_YOUR TASK:_
Set down, please, without alteration, the lines of the entries below from the first through the one containing "and in-memory backends".

_DATASET RECORDS:_
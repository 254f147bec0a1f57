//! Local draft persistence
//!
//! - `serializer`: persistable copy of a draft with binary handles removed
//! - `snapshot`: canonical strings for "has anything changed"
//! - `backend`: key-value storage trait with file and in-memory backends
//! - `store`: [`DraftStore`], keyed create/read/delete of [`DraftRecord`]s

pub mod backend;
pub mod serializer;
pub mod snapshot;
pub mod store;

pub use backend::{FileBackend, MemoryBackend, StorageBackend, StoreError};
pub use serializer::{serialize, SerializableDraft};
pub use snapshot::{has_changed, snapshot, Snapshot};
pub use store::{DraftRecord, DraftStore, DraftSummary, KEY_PREFIX};
//! Merchant records supplied by the merchant-lookup collaborator

use serde::{Deserialize, Serialize};

/// Whether the merchant already exists upstream or is being created with the offer
#[derive(Debug, Clone, Copy, PartialEq, Eq, Serialize, Deserialize)]
#[serde(rename_all = "snake_case")]
pub enum MerchantSource {
    Existing,
    New,
}

/// Structured merchant record, consumed read-only by the auto-fill cascade
#[derive(Debug, Clone, PartialEq, Serialize, Deserialize)]
pub struct Merchant {
    pub source: MerchantSource,
    pub id: String,
    #[serde(default)]
    pub name: String,
    /// Merchant categories as reported by lookup (e.g., "restaurant", "grocery")
    #[serde(default)]
    pub categories: Vec<String>,
    #[serde(default)]
    pub logo_url: Option<String>,
    #[serde(default)]
    pub banner_url: Option<String>,
    #[serde(default)]
    pub address: Option<String>,
    #[serde(default)]
    pub rating: Option<f32>,
}

impl Merchant {
    /// Reference to an existing merchant with no lookup details yet
    pub fn existing(id: impl Into<String>) -> Self {
        Self {
            source: MerchantSource::Existing,
            id: id.into(),
            name: String::new(),
            categories: Vec::new(),
            logo_url: None,
            banner_url: None,
            address: None,
            rating: None,
        }
    }

    pub fn with_name(mut self, name: impl Into<String>) -> Self {
        self.name = name.into();
        self
    }

    pub fn with_categories<I, S>(mut self, categories: I) -> Self
    where
        I: IntoIterator<Item = S>,
        S: Into<String>,
    {
        self.categories = categories.into_iter().map(Into::into).collect();
        self
    }

    pub fn with_logo(mut self, url: impl Into<String>) -> Self {
        self.logo_url = Some(url.into());
        self
    }

    pub fn with_banner(mut self, url: impl Into<String>) -> Self {
        self.banner_url = Some(url.into());
        self
    }

    /// First reported category, lowercased, used as the primary inference key
    pub fn primary_category(&self) -> Option<String> {
        self.categories
            .iter()
            .map(|c| c.trim().to_lowercase())
            .find(|c| !c.is_empty())
    }

    /// Display name, falling back to the id when lookup returned no name
    pub fn display_name(&self) -> &str {
        if self.name.trim().is_empty() {
            &self.id
        } else {
            self.name.trim()
        }
    }
}
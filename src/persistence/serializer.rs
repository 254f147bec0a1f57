//! Persistable form of a draft

use serde::{Deserialize, Serialize};

use crate::draft::OfferDraft;

/// An [`OfferDraft`] with every binary file handle removed
#[derive(Debug, Clone, PartialEq, Serialize, Deserialize)]
pub struct SerializableDraft {
    #[serde(flatten)]
    pub draft: OfferDraft,
    /// Set once binary handles have been stripped
    #[serde(default)]
    pub stripped: bool,
}

impl SerializableDraft {
    /// Back into a working draft. Custom image slots keep their preview URL
    /// but no longer carry the uploaded file.
    pub fn into_draft(self) -> OfferDraft {
        self.draft
    }
}

/// Deep copy of `draft` safe to persist.
///
/// File handles are nulled while URL and preview references are retained, so
/// the visual state survives a reload. Session-only touch state is dropped.
pub fn serialize(draft: &OfferDraft) -> SerializableDraft {
    let mut copy = draft.clone();
    copy.logo.file = None;
    copy.banner.file = None;
    copy.touched.clear();

    SerializableDraft {
        draft: copy,
        stripped: true,
    }
}
//! Shared value types for offer drafts

mod field;
mod merchant;
mod offer;

pub use field::{Field, Provenance, SectionId};
pub use merchant::{Merchant, MerchantSource};
pub use offer::{
    parse_amount, FileHandle, ImageSlot, ImageSource, OfferStatus, OfferType, RedemptionMethod,
    ResetPeriod, Tier,
};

_TASK SOLUTION:_
repository 254f147bec0a1f57
//! Local draft persistence
//!
//! - `serializer`: persistable copy of a draft with binary handles removed
//! - `snapshot`: canonical strings for "has anything changed"
//! - `backend`: key-value storage trait with file and in-memory backends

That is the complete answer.